Bangladesh names new national days to honor student uprising, regime change
Interim government declares Aug 5 as ‘July Mass Uprising Day’ to honor student-led revolt that ended 15-year Awami League rule
DHAKA, Bangladesh (MNTV) — Bangladesh’s interim government has designated three new national commemorative days to mark the mass uprising that ousted former Prime Minister Sheikh Hasina and her Awami League government after 15 years in power.
The most prominent of these is August 5, now officially recognized as “July Mass Uprising Day”, commemorating the student-led revolt that culminated in the collapse of Hasina’s administration last year.

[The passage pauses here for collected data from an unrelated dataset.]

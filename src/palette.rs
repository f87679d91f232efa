use crate::Sample;

/// Result of a palette extraction: representative colors, each with the share of samples it represents.
///
/// Weights lie in `(0, 1]` and sum up to 1. Every color appears only once.
#[derive(Clone, Debug, PartialEq)]
pub struct Palette<S: Sample> {
    entries: Vec<(S, f64)>,
}
impl<S: Sample> Palette<S> {
    /// Turn the final cluster sizes into weights.
    ///
    /// ## Arguments
    /// - **centroids**: Centroid of each cluster slot
    /// - **frequencies**: Amount of samples in each cluster slot
    /// - **sample_cnt**: Total amount of samples
    ///
    /// Empty slots are skipped, slots with equal centroids are merged into one entry.
    pub(crate) fn from_clusters(centroids: &[S], frequencies: &[usize], sample_cnt: usize) -> Self {
        debug_assert_eq!(centroids.len(), frequencies.len());
        debug_assert!(sample_cnt > 0);
        let mut counts: Vec<(S, usize)> = Vec::with_capacity(centroids.len());
        for (&centroid, &freq) in centroids.iter().zip(frequencies.iter()) {
            if freq == 0 {
                continue;
            }
            match counts.iter_mut().find(|(c, _)| *c == centroid) {
                Some((_, cnt)) => *cnt += freq,
                None => counts.push((centroid, freq)),
            }
        }
        let total = sample_cnt as f64;
        Self {
            entries: counts.into_iter().map(|(c, cnt)| (c, cnt as f64 / total)).collect()
        }
    }

    pub fn len(&self) -> usize { self.entries.len() }

    pub fn is_empty(&self) -> bool { self.entries.is_empty() }

    /// Colors of this palette, in cluster order.
    pub fn colors(&self) -> Vec<S> {
        self.entries.iter().map(|&(c, _)| c).collect()
    }

    /// Weight of the given color, 0 if it is not part of the palette.
    pub fn weight(&self, color: &S) -> f64 {
        self.entries.iter()
            .find(|(c, _)| c == color)
            .map_or(0.0, |&(_, w)| w)
    }

    pub fn iter(&self) -> impl Iterator<Item = &(S, f64)> {
        self.entries.iter()
    }

    /// Entries ordered by descending weight. Equal weights keep cluster order.
    pub fn sorted_by_weight(&self) -> Vec<(S, f64)> {
        let mut sorted = self.entries.clone();
        sorted.sort_by(|(_, w0), (_, w1)| w1.total_cmp(w0));
        sorted
    }

    /// The color covering the most samples.
    pub fn dominant(&self) -> Option<S> {
        self.sorted_by_weight().first().map(|&(c, _)| c)
    }
}

impl<S: Sample> IntoIterator for Palette<S> {
    type Item = (S, f64);
    type IntoIter = std::vec::IntoIter<(S, f64)>;
    fn into_iter(self) -> Self::IntoIter { self.entries.into_iter() }
}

The day will be observed as a public holiday and reflects the sweeping impact of the 36-day nationwide protests that began over civil service hiring policies but quickly escalated into a broader demand for political change.
Also recognized are August 8, the day the transitional government led by Nobel Peace Prize laureate Muhammad Yunus took office, now named “New Bangladesh Day” (Notun Bangladesh Dibosh), and July 16, declared “Martyr Abu Sayed Day”, in memory of a student protester killed by police during the unrest.

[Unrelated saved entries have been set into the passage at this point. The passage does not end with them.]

/// Enum with possible abort strategies.
/// These strategies specify when a running calculation is aborted before the iteration limit.
///
/// Independent of the chosen strategy, a calculation always stops as soon as an iteration leaves
/// every centroid unchanged (convergence).
#[derive(Clone, Copy, Debug, PartialEq, Eq)]
pub enum AbortStrategy {
	/// Only stop once the centroids are stable (or the iteration limit was reached).
	CentroidsStable,
	/// This strategy aborts the calculation directly after an iteration produced no improvement where
	/// `improvement > threshold` for the first time.
	/// ## Fields:
	/// - **threshold**: Threshold, used to detect an improvement of the distance sum (`improvement > threshold`)
	NoImprovement { threshold: u64 },
	/// This strategy aborts the calculation, when there have not been any improvements after **x** iterations,
	/// where `improvement > threshold`.
	/// ## Fields:
	/// - **x**: The amount of consecutive iterations without improvement, after which the calculation is aborted
	/// - **threshold**: Threshold, used to detect an improvement (`improvement > threshold`)
	/// - **abort_on_negative**: Specifies whether the strategy instantly aborts when the distance sum grew (**true**), or if
	/// that is handled as "no improvement" (**false**).
	NoImprovementForXIterations { x: usize, threshold: u64, abort_on_negative: bool },
}
impl Default for AbortStrategy {
	fn default() -> Self { AbortStrategy::CentroidsStable }
}
impl AbortStrategy {
	pub(crate) fn create_logic(&self) -> Box<dyn AbortStrategyLogic> {
		match *self {
			AbortStrategy::CentroidsStable => Box::new(CentroidsStableLogic),
			AbortStrategy::NoImprovementForXIterations{x,threshold,abort_on_negative} => Box::new(NoImprovementForXIterationsLogic {
				x, threshold, abort_on_negative,
				prev_error: None,
				no_improvement_counter: 0
			}),
			AbortStrategy::NoImprovement{threshold} => Box::new(NoImprovementLogic {
				threshold,
				prev_error: None
			})
		}
	}
}

/// Change of the distance sum between two iterations (positive = got better).
fn improvement(prev_error: Option<u64>, error: u64) -> Option<i128> {
	prev_error.map(|prev| prev as i128 - error as i128)
}

pub(crate) trait AbortStrategyLogic {
	/// Function that has to be called once an iteration of the calculation ended, and a new error was calculated.
	/// ## Arguments
	/// - **error**: The new error (distsum) after an iteration
	/// ## Returns
	/// - **true** if the calculation should continue
	/// - **false** if the calculation should abort
	fn next(&mut self, error: u64) -> bool;
}


pub(crate) struct CentroidsStableLogic;
impl AbortStrategyLogic for CentroidsStableLogic {
	fn next(&mut self, _: u64) -> bool { true }
}


pub(crate) struct NoImprovementLogic {
	threshold: u64,
	prev_error: Option<u64>
}
impl AbortStrategyLogic for NoImprovementLogic {
	fn next(&mut self, error: u64) -> bool {
		let improvement = improvement(self.prev_error, error);
		self.prev_error = Some(error);
		match improvement {
			None => true, // first iteration, nothing to compare against
			Some(improvement) => improvement > self.threshold as i128
		}
	}
}


pub(crate) struct NoImprovementForXIterationsLogic {
	x: usize,
	threshold: u64,
	abort_on_negative: bool,
	prev_error: Option<u64>,
	no_improvement_counter: usize
}
impl AbortStrategyLogic for NoImprovementForXIterationsLogic {
	fn next(&mut self, error: u64) -> bool {
		let improvement = match improvement(self.prev_error, error) {
			None => { self.prev_error = Some(error); return true; }
			Some(improvement) => improvement
		};
		self.prev_error = Some(error);
		if self.abort_on_negative && improvement < 0 { // Negative improvement, and instant abort is requested
			return false;
		}
		if improvement > self.threshold as i128 { // positive improvement: reset no-improv-counter
			self.no_improvement_counter = 0;
		} else { // Still no improvement, count 1 up
			self.no_improvement_counter += 1;
		}
		self.no_improvement_counter < self.x
	}
}


#[cfg(test)]
mod tests {
	use super::*;

	#[test]
	fn test_centroids_stable() {
		let mut abort_strategy = AbortStrategy::default().create_logic();
		assert_eq!(abort_strategy.next(3000), true);
		assert_eq!(abort_strategy.next(3000), true);
		assert_eq!(abort_strategy.next(4000), true);
	}

	#[test]
	fn test_no_improvement() {
		{
			let mut abort_strategy = AbortStrategy::NoImprovement { threshold: 5 }.create_logic();
			assert_eq!(abort_strategy.next(3000), true);
			assert_eq!(abort_strategy.next(3000), false);
		}
		{
			let mut abort_strategy = AbortStrategy::NoImprovement { threshold: 5 }.create_logic();
			assert_eq!(abort_strategy.next(3000), true);
			assert_eq!(abort_strategy.next(2995), false);
		}
		{
			let mut abort_strategy = AbortStrategy::NoImprovement { threshold: 5 }.create_logic();
			assert_eq!(abort_strategy.next(3000), true);
			assert_eq!(abort_strategy.next(2994), true);
		}
		{
			let mut abort_strategy = AbortStrategy::NoImprovement { threshold: 5 }.create_logic();
			assert_eq!(abort_strategy.next(3000), true);
			assert_eq!(abort_strategy.next(2000), true);
			assert_eq!(abort_strategy.next(1990), true);
			assert_eq!(abort_strategy.next(1989), false);
		}
		{ // growing error is never an improvement
			let mut abort_strategy = AbortStrategy::NoImprovement { threshold: 0 }.create_logic();
			assert_eq!(abort_strategy.next(u64::MAX - 1), true);
			assert_eq!(abort_strategy.next(u64::MAX), false);
		}
	}

	#[test]
	fn test_no_improvement_for_x_iterations() {
		{
			let mut abort_strategy = AbortStrategy::NoImprovementForXIterations {
				x: 1, threshold: 5, abort_on_negative: false}.create_logic();
			assert_eq!(abort_strategy.next(3000), true);
			assert_eq!(abort_strategy.next(3000), false);
		}
		{
			let mut abort_strategy = AbortStrategy::NoImprovementForXIterations {
				x: 1, threshold: 5, abort_on_negative: false}.create_logic();
			assert_eq!(abort_strategy.next(3000), true);
			assert_eq!(abort_strategy.next(2995), false);
		}
		{
			let mut abort_strategy = AbortStrategy::NoImprovementForXIterations {
				x: 1, threshold: 5, abort_on_negative: false}.create_logic();
			assert_eq!(abort_strategy.next(3000), true);
			assert_eq!(abort_strategy.next(2994), true);
			assert_eq!(abort_strategy.next(2000), true);
			assert_eq!(abort_strategy.next(1999), false);
		}
		// ABORT_ON_NEGATIVE (with negative improvements)
		{
			let mut abort_strategy = AbortStrategy::NoImprovementForXIterations {
				x: 2, threshold: 5, abort_on_negative: true}.create_logic();
			assert_eq!(abort_strategy.next(3000), true);
			assert_eq!(abort_strategy.next(3001), false);
		}
		{ // Same, but negative improvements only count as "no improvement"
			let mut abort_strategy = AbortStrategy::NoImprovementForXIterations {
				x: 2, threshold: 5, abort_on_negative: false}.create_logic();
			assert_eq!(abort_strategy.next(3000), true);
			assert_eq!(abort_strategy.next(3001), true);
			assert_eq!(abort_strategy.next(3002), false);
		}

		// X != 1
		{
			let mut abort_strategy = AbortStrategy::NoImprovementForXIterations {
				x: 2, threshold: 5, abort_on_negative: false}.create_logic();
			assert_eq!(abort_strategy.next(3000), true);
			assert_eq!(abort_strategy.next(2000), true);
			assert_eq!(abort_strategy.next(2000), true);
			assert_eq!(abort_strategy.next(1990), true);
			assert_eq!(abort_strategy.next(1990), true);
			assert_eq!(abort_strategy.next(1990), false);
		}
		{ // Negative improvement before no_improvement_counter == 2
			let mut abort_strategy = AbortStrategy::NoImprovementForXIterations {
				x: 2, threshold: 5, abort_on_negative: true}.create_logic();
			assert_eq!(abort_strategy.next(3000), true);
			assert_eq!(abort_strategy.next(2000), true);
			assert_eq!(abort_strategy.next(2000), true);
			assert_eq!(abort_strategy.next(1990), true);
			assert_eq!(abort_strategy.next(2990), false);
		}
	}
}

The new designations, issued in official government notices, call on all state institutions to commemorate these days annually. August 5 has been listed under the highest category of national observance, while the other two are recognized as significant memorial dates.

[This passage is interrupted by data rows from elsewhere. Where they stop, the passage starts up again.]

//! RTP fixed header encoding and decoding.
//!
//! Implements the RFC 3550 header layout:
//! ```text
//!  0                   1                   2                   3
//!  0 1 2 3 4 5 6 7 8 9 0 1 2 3 4 5 6 7 8 9 0 1 2 3 4 5 6 7 8 9 0 1
//! +-+-+-+-+-+-+-+-+-+-+-+-+-+-+-+-+-+-+-+-+-+-+-+-+-+-+-+-+-+-+-+-+
//! |V=2|P|X|  CC   |M|     PT      |       sequence number         |
//! +-+-+-+-+-+-+-+-+-+-+-+-+-+-+-+-+-+-+-+-+-+-+-+-+-+-+-+-+-+-+-+-+
//! |                           timestamp                           |
//! +-+-+-+-+-+-+-+-+-+-+-+-+-+-+-+-+-+-+-+-+-+-+-+-+-+-+-+-+-+-+-+-+
//! |           synchronization source (SSRC) identifier            |
//! +=+=+=+=+=+=+=+=+=+=+=+=+=+=+=+=+=+=+=+=+=+=+=+=+=+=+=+=+=+=+=+=+
//! |            contributing source (CSRC) identifiers             |
//! |                             ....                              |
//! +-+-+-+-+-+-+-+-+-+-+-+-+-+-+-+-+-+-+-+-+-+-+-+-+-+-+-+-+-+-+-+-+
//! ```
//!
//! All multi-byte integers are Big Endian.

use crate::error::{Result, RtspError};

/// Size of the fixed part of the header (without CSRCs).
pub const RTP_FIXED_HEADER_SIZE: usize = 12;

/// The only RTP version this client understands.
pub const RTP_VERSION: u8 = 2;

/// Maximum number of contributing sources (4-bit field).
pub const MAX_CSRC_COUNT: usize = 15;

/// Bit masks for the first two header bytes.
pub mod bits {
    /// Version, bits 7-6 of byte 0.
    pub const VERSION_SHIFT: u8 = 6;
    /// Padding flag, bit 5 of byte 0.
    pub const PADDING: u8 = 0b0010_0000;
    /// Extension flag, bit 4 of byte 0.
    pub const EXTENSION: u8 = 0b0001_0000;
    /// CSRC count, bits 3-0 of byte 0.
    pub const CSRC_COUNT_MASK: u8 = 0b0000_1111;
    /// Marker bit, bit 7 of byte 1.
    pub const MARKER: u8 = 0b1000_0000;
    /// Payload type, bits 6-0 of byte 1.
    pub const PAYLOAD_TYPE_MASK: u8 = 0b0111_1111;
}

/// Decoded RTP header.
#[derive(Debug, Clone, PartialEq, Eq)]
pub struct PacketHeader {
    /// Protocol version (valid packets carry 2).
    pub version: u8,
    /// Padding flag: the last payload byte holds the padding length.
    pub padding: bool,
    /// Extension flag.
    pub extension: bool,
    /// Marker bit (e.g. end of a video frame).
    pub marker: bool,
    /// Payload type code (0-127).
    pub payload_type: u8,
    /// Sequence number.
    pub sequence_number: u16,
    /// Media timestamp.
    pub timestamp: u32,
    /// Synchronization source identifier.
    pub ssrc: u32,
    /// Contributing source identifiers.
    pub csrcs: Vec<u32>,
}

impl PacketHeader {
    /// Create a version-2 header without padding, extension or CSRCs.
    pub fn new(payload_type: u8, sequence_number: u16, timestamp: u32, ssrc: u32) -> Self {
        Self {
            version: RTP_VERSION,
            padding: false,
            extension: false,
            marker: false,
            payload_type: payload_type & bits::PAYLOAD_TYPE_MASK,
            sequence_number,
            timestamp,
            ssrc,
            csrcs: Vec::new(),
        }
    }

    /// Number of CSRC identifiers.
    #[inline]
    pub fn csrc_count(&self) -> u8 {
        self.csrcs.len() as u8
    }

    /// Encoded header length: `12 + 4 * csrc_count`.
    #[inline]
    pub fn header_len(&self) -> usize {
        header_len_for(self.csrcs.len())
    }

    /// Whether the version field carries the supported version.
    #[inline]
    pub fn is_valid_version(&self) -> bool {
        self.version == RTP_VERSION
    }

    /// Encode header to bytes.
    ///
    /// At most 15 CSRCs are written; extra entries are ignored.
    pub fn encode(&self) -> Vec<u8> {
        let csrcs = &self.csrcs[..self.csrcs.len().min(MAX_CSRC_COUNT)];
        let mut buf = Vec::with_capacity(header_len_for(csrcs.len()));

        let mut b0 = (self.version & 0b11) << bits::VERSION_SHIFT;
        if self.padding {
            b0 |= bits::PADDING;
        }
        if self.extension {
            b0 |= bits::EXTENSION;
        }
        b0 |= csrcs.len() as u8 & bits::CSRC_COUNT_MASK;

        let mut b1 = self.payload_type & bits::PAYLOAD_TYPE_MASK;
        if self.marker {
            b1 |= bits::MARKER;
        }

        buf.push(b0);
        buf.push(b1);
        buf.extend_from_slice(&self.sequence_number.to_be_bytes());
        buf.extend_from_slice(&self.timestamp.to_be_bytes());
        buf.extend_from_slice(&self.ssrc.to_be_bytes());
        for csrc in csrcs {
            buf.extend_from_slice(&csrc.to_be_bytes());
        }
        buf
    }

    /// Decode a header from the start of `buf`.
    ///
    /// Returns the header and the number of bytes it occupies.
    ///
    /// # Errors
    ///
    /// `Parse("short header")` if `buf` is shorter than 12 bytes or shorter
    /// than the header length implied by the CSRC count.
    ///
    /// # Example
    ///
    /// ```
    /// use rtsp_interleaved_client::protocol::PacketHeader;
    ///
    /// let bytes = [0x80, 0xE0, 0x00, 0x07, 0, 0, 0x03, 0xE8, 0xDE, 0xAD, 0xBE, 0xEF];
    /// let (header, len) = PacketHeader::decode(&bytes).unwrap();
    /// assert_eq!(len, 12);
    /// assert!(header.marker);
    /// assert_eq!(header.payload_type, 96);
    /// assert_eq!(header.sequence_number, 7);
    /// assert_eq!(header.timestamp, 1000);
    /// assert_eq!(header.ssrc, 0xDEADBEEF);
    /// ```
    pub fn decode(buf: &[u8]) -> Result<(Self, usize)> {
        if buf.len() < RTP_FIXED_HEADER_SIZE {
            return Err(short_header(buf.len(), RTP_FIXED_HEADER_SIZE));
        }

        let b0 = buf[0];
        let b1 = buf[1];
        let count = (b0 & bits::CSRC_COUNT_MASK) as usize;
        let len = header_len_for(count);
        if buf.len() < len {
            return Err(short_header(buf.len(), len));
        }

        let csrcs = buf[RTP_FIXED_HEADER_SIZE..len]
            .chunks_exact(4)
            .map(|c| u32::from_be_bytes([c[0], c[1], c[2], c[3]]))
            .collect();

        let header = Self {
            version: b0 >> bits::VERSION_SHIFT,
            padding: b0 & bits::PADDING != 0,
            extension: b0 & bits::EXTENSION != 0,
            marker: b1 & bits::MARKER != 0,
            payload_type: b1 & bits::PAYLOAD_TYPE_MASK,
            sequence_number: u16::from_be_bytes([buf[2], buf[3]]),
            timestamp: u32::from_be_bytes([buf[4], buf[5], buf[6], buf[7]]),
            ssrc: u32::from_be_bytes([buf[8], buf[9], buf[10], buf[11]]),
            csrcs,
        };
        Ok((header, len))
    }
}

/// Header length for a given CSRC count.
#[inline]
pub fn header_len_for(csrc_count: usize) -> usize {
    RTP_FIXED_HEADER_SIZE + 4 * csrc_count
}

fn short_header(got: usize, need: usize) -> RtspError {
    RtspError::Parse(format!("short header: {} bytes, need {}", got, need))
}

The anti-government movement began in mid-2024 at Dhaka University, driven by demands to reform a controversial quota system in public sector hiring. But public anger over years of alleged corruption, repression, and authoritarian rule under the Awami League quickly transformed the protests into a mass resistance movement.
The Hasina government attempted to suppress the uprising with aggressive tactics — deploying security forces, blocking internet access, and targeting demonstrators with tear gas, beatings, and live ammunition. The killing of Abu Sayed, a university student in Rangpur, marked a turning point that galvanized nationwide outrage.
Within weeks, the government fell. Hasina and key members of her cabinet fled to neighboring India amid accusations of human rights abuses and state-sanctioned violence.
While the interim administration has officially listed 834 deaths in a public gazette, a United Nations inquiry estimates that more than 1,400 people may have been killed between July 1 and August 15 — a period now regarded as one of the bloodiest in Bangladesh’s post-independence history.
The declaration of these commemorative days reflects not only an effort to honor the dead and document the uprising but also to signal a break from the past. The new government has framed this moment as the beginning of a more transparent, democratic, and inclusive political era.